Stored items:
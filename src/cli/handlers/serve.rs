//! Serve command handler
//!
//! Handles the serve command's dry-run validation. Starting the server itself
//! is left to the caller.

use crate::config::Settings;
use crate::error::AppResult;

/// Handler for the serve command
pub struct ServeCommandHandler {
    config: Settings,
}

impl ServeCommandHandler {
    /// Create a new serve command handler
    pub fn new(config: Settings) -> Self {
        Self { config }
    }

    /// Validate configuration without starting the server
    ///
    /// Prints a short report, including the bind address, to stdout.
    pub fn validate_only(&self) -> AppResult<()> {
        println!("{}", self.dry_run_report()?);
        Ok(())
    }

    /// Report printed by [`validate_only`](Self::validate_only).
    ///
    /// # Errors
    /// Configuration validation errors
    pub fn dry_run_report(&self) -> AppResult<String> {
        self.config.validate()?;

        let store = if self.config.store.seed_sample_data {
            "seeded with sample users"
        } else {
            "empty"
        };
        let openapi = if self.config.server.openapi_enabled {
            "enabled"
        } else {
            "disabled"
        };

        Ok([
            "✓ Configuration is valid".to_string(),
            format!("✓ Server would bind to: {}", self.config.server.address()),
            format!("✓ User store starts {}", store),
            format!("✓ OpenAPI documentation {}", openapi),
            format!("✓ Logger level: {}", self.config.logger.level),
            "Dry run completed successfully - configuration is ready for deployment".to_string(),
        ]
        .join("\n"))
    }

    /// Get the configuration
    pub fn config(&self) -> &Settings {
        &self.config
    }
}
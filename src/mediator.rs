//! Typed request dispatch.
//!
//! The mediator owns one [`Pipeline`] per request type. [`Dispatch`] maps a
//! request type to its pipeline, so sending a request with no registered
//! pipeline fails to compile.

use tokio_util::sync::CancellationToken;

use crate::error::AppResult;
use crate::pipeline::{Pipeline, Request};
use crate::services::Services;
use crate::users::commands::{self, CreateUser, DeleteUser, UpdateUser};
use crate::users::queries::{self, FindUsers, GetUser, ListUsers};

/// Resolves the pipeline for request type `R`.
pub trait Dispatch<R: Request> {
    fn pipeline(&self) -> &Pipeline<R>;
}

pub struct Mediator {
    get_user: Pipeline<GetUser>,
    find_users: Pipeline<FindUsers>,
    list_users: Pipeline<ListUsers>,
    create_user: Pipeline<CreateUser>,
    update_user: Pipeline<UpdateUser>,
    delete_user: Pipeline<DeleteUser>,
}

impl Mediator {
    pub fn new(services: &Services) -> Self {
        let users = &services.users;
        Self {
            get_user: queries::get_user::pipeline(users),
            find_users: queries::find_users::pipeline(users),
            list_users: queries::list_users::pipeline(users),
            create_user: commands::create_user::pipeline(users),
            update_user: commands::update_user::pipeline(users),
            delete_user: commands::delete_user::pipeline(users),
        }
    }

    /// Sends `request` through its pipeline.
    pub async fn send<R: Request>(
        &self,
        request: R,
        cancel: &CancellationToken,
    ) -> AppResult<R::Response>
    where
        Self: Dispatch<R>,
    {
        Dispatch::<R>::pipeline(self).send(request, cancel).await
    }
}

macro_rules! dispatch {
    ($($request:ty => $field:ident),+ $(,)?) => {
        $(
            impl Dispatch<$request> for Mediator {
                fn pipeline(&self) -> &Pipeline<$request> {
                    &self.$field
                }
            }
        )+
    };
}

dispatch! {
    GetUser => get_user,
    FindUsers => find_users,
    ListUsers => list_users,
    CreateUser => create_user,
    UpdateUser => update_user,
    DeleteUser => delete_user,
}
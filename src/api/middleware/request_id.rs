//! Request ID middleware for request tracing.
//!
//! Every request gets an identifier, either the caller's `x-request-id`
//! header or a fresh UUID v4. It is stored in request extensions for
//! downstream middleware and echoed on the response.

use axum::{
    extract::Request,
    http::{HeaderName, HeaderValue},
    middleware::Next,
    response::Response,
};
use uuid::Uuid;

/// Header name for request ID.
pub const REQUEST_ID_HEADER: &str = "x-request-id";

/// Request ID stored in request extensions for downstream access.
#[derive(Clone, Debug, PartialEq, Eq)]
pub struct RequestId(pub String);

impl RequestId {
    /// Header value if present and printable, otherwise a new UUID.
    fn from_request(request: &Request) -> Self {
        let id = request
            .headers()
            .get(REQUEST_ID_HEADER)
            .and_then(|v| v.to_str().ok())
            .filter(|v| !v.trim().is_empty())
            .map(String::from)
            .unwrap_or_else(|| Uuid::new_v4().to_string());
        RequestId(id)
    }
}

/// Ensures every request has a request ID and echoes it on the response.
pub async fn request_id_middleware(mut request: Request, next: Next) -> Response {
    let request_id = RequestId::from_request(&request);
    request.extensions_mut().insert(request_id.clone());

    let mut response = next.run(request).await;

    if let Ok(value) = HeaderValue::from_str(&request_id.0) {
        response
            .headers_mut()
            .insert(HeaderName::from_static(REQUEST_ID_HEADER), value);
    }

    response
}
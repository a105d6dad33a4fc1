//! Error handler for converting AppError to HTTP responses.
//!
//! `AppError` implements `IntoResponse` here and nowhere else, so status
//! code mapping lives in one place. [`error_response_middleware`] stamps the
//! request ID onto error bodies and gives plain-text framework errors (404
//! for unknown routes, 405, ...) the same JSON shape.

use axum::{
    Json,
    extract::Request,
    http::{HeaderMap, StatusCode, header},
    middleware::Next,
    response::{IntoResponse, Response},
};

use super::RequestId;
use crate::api::dto::ErrorResponse;
use crate::error::AppError;

/// Non-standard status used when the caller's request was cancelled.
pub const CLIENT_CLOSED_REQUEST: u16 = 499;

impl IntoResponse for AppError {
    /// Converts an AppError into an HTTP response.
    ///
    /// # Status Code Mapping
    /// - NotFound → 404 NOT_FOUND
    /// - Validation → 400 BAD_REQUEST, field errors in `details.errors`
    /// - BadRequest → 400 BAD_REQUEST
    /// - Cancelled → 499 (client closed request)
    /// - PersistenceFailure → 500 INTERNAL_SERVER_ERROR
    /// - Configuration → 500 INTERNAL_SERVER_ERROR
    /// - Internal → 500 INTERNAL_SERVER_ERROR
    ///
    /// The body is also attached as a response extension so the error
    /// middleware can add the request ID.
    fn into_response(self) -> Response {
        let status = error_to_status_code(&self);
        if status.is_server_error() {
            tracing::error!(error = ?self, "Request failed");
        }

        let body = error_to_body(&self);
        let mut response = (status, Json(body.clone())).into_response();
        response.extensions_mut().insert(body);
        response
    }
}

/// Maps an AppError variant to its corresponding HTTP status code.
pub fn error_to_status_code(error: &AppError) -> StatusCode {
    match error {
        AppError::NotFound { .. } => StatusCode::NOT_FOUND,
        AppError::Validation { .. } => StatusCode::BAD_REQUEST,
        AppError::BadRequest { .. } => StatusCode::BAD_REQUEST,
        AppError::Cancelled => {
            StatusCode::from_u16(CLIENT_CLOSED_REQUEST).unwrap_or(StatusCode::BAD_REQUEST)
        }
        AppError::PersistenceFailure { .. } => StatusCode::INTERNAL_SERVER_ERROR,
        AppError::Configuration { .. } => StatusCode::INTERNAL_SERVER_ERROR,
        AppError::Internal { .. } => StatusCode::INTERNAL_SERVER_ERROR,
    }
}

/// Maps an AppError variant to its error code string.
pub fn error_to_code(error: &AppError) -> &'static str {
    match error {
        AppError::NotFound { .. } => "NOT_FOUND",
        AppError::Validation { .. } => "VALIDATION_ERROR",
        AppError::BadRequest { .. } => "BAD_REQUEST",
        AppError::Cancelled => "REQUEST_CANCELLED",
        AppError::PersistenceFailure { .. } => "PERSISTENCE_FAILURE",
        AppError::Configuration { .. } => "CONFIGURATION_ERROR",
        AppError::Internal { .. } => "INTERNAL_ERROR",
    }
}

fn error_to_body(error: &AppError) -> ErrorResponse {
    let code = error_to_code(error);
    match error {
        AppError::NotFound { message } | AppError::BadRequest { message } => {
            ErrorResponse::new(code, message)
        }
        AppError::Validation { errors } => ErrorResponse::validation_error(errors),
        AppError::Cancelled => ErrorResponse::new(code, "The request was cancelled"),
        AppError::PersistenceFailure { operation } => ErrorResponse::new(
            code,
            &format!("Store operation failed: {}", operation),
        ),
        // Sources stay in the logs
        AppError::Configuration { .. } => ErrorResponse::new(code, "Configuration error"),
        AppError::Internal { .. } => ErrorResponse::new(code, "An internal error occurred"),
    }
}

/// Adds the request ID to error bodies and converts non-JSON error responses
/// into [`ErrorResponse`].
///
/// Must run inside [`request_id_middleware`](super::request_id_middleware).
pub async fn error_response_middleware(request: Request, next: Next) -> Response {
    let request_id = request.extensions().get::<RequestId>().cloned();
    let response = next.run(request).await;
    let status = response.status();

    if !(status.is_client_error() || status.is_server_error()) {
        return response;
    }

    let body = match response.extensions().get::<ErrorResponse>() {
        Some(body) => body.clone(),
        None if is_json(response.headers()) => return response,
        None => fallback_body(status),
    };
    let body = match &request_id {
        Some(RequestId(id)) => body.with_request_id(id),
        None => body,
    };

    let (mut parts, _) = response.into_parts();
    parts.headers.remove(header::CONTENT_LENGTH);
    parts.headers.remove(header::CONTENT_TYPE);

    let mut rebuilt = (status, Json(body)).into_response();
    rebuilt.headers_mut().extend(parts.headers);
    rebuilt
}

fn is_json(headers: &HeaderMap) -> bool {
    headers
        .get(header::CONTENT_TYPE)
        .and_then(|v| v.to_str().ok())
        .is_some_and(|v| v.contains("application/json"))
}

fn fallback_body(status: StatusCode) -> ErrorResponse {
    let (code, message) = match status {
        StatusCode::NOT_FOUND => ("NOT_FOUND", "The requested resource was not found"),
        StatusCode::METHOD_NOT_ALLOWED => {
            ("METHOD_NOT_ALLOWED", "HTTP method not allowed for this endpoint")
        }
        StatusCode::UNSUPPORTED_MEDIA_TYPE => ("UNSUPPORTED_MEDIA_TYPE", "Unsupported media type"),
        StatusCode::PAYLOAD_TOO_LARGE => ("PAYLOAD_TOO_LARGE", "Request payload too large"),
        s if s.is_server_error() => ("INTERNAL_ERROR", "An internal error occurred"),
        _ => ("BAD_REQUEST", "Bad request"),
    };
    ErrorResponse::new(code, message)
}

[REQUIRED ACTION]:
From the entries above, give again exactly the lines running from the line with "PersistenceFailure → 500 INTERNAL_SERVER_ERROR" to the line with "let mut response = (status, Json(body.clone())).into_response();"; include both of those lines.

[YOUR RESPONSE]:
    /// - PersistenceFailure → 500 INTERNAL_SERVER_ERROR
    /// - Configuration → 500 INTERNAL_SERVER_ERROR
    /// - Internal → 500 INTERNAL_SERVER_ERROR
    ///
    /// The body is also attached as a response extension so the error
    /// middleware can add the request ID.
    fn into_response(self) -> Response {
        let status = error_to_status_code(&self);
        if status.is_server_error() {
            tracing::error!(error = ?self, "Request failed");
        }

        let body = error_to_body(&self);
        let mut response = (status, Json(body.clone())).into_response();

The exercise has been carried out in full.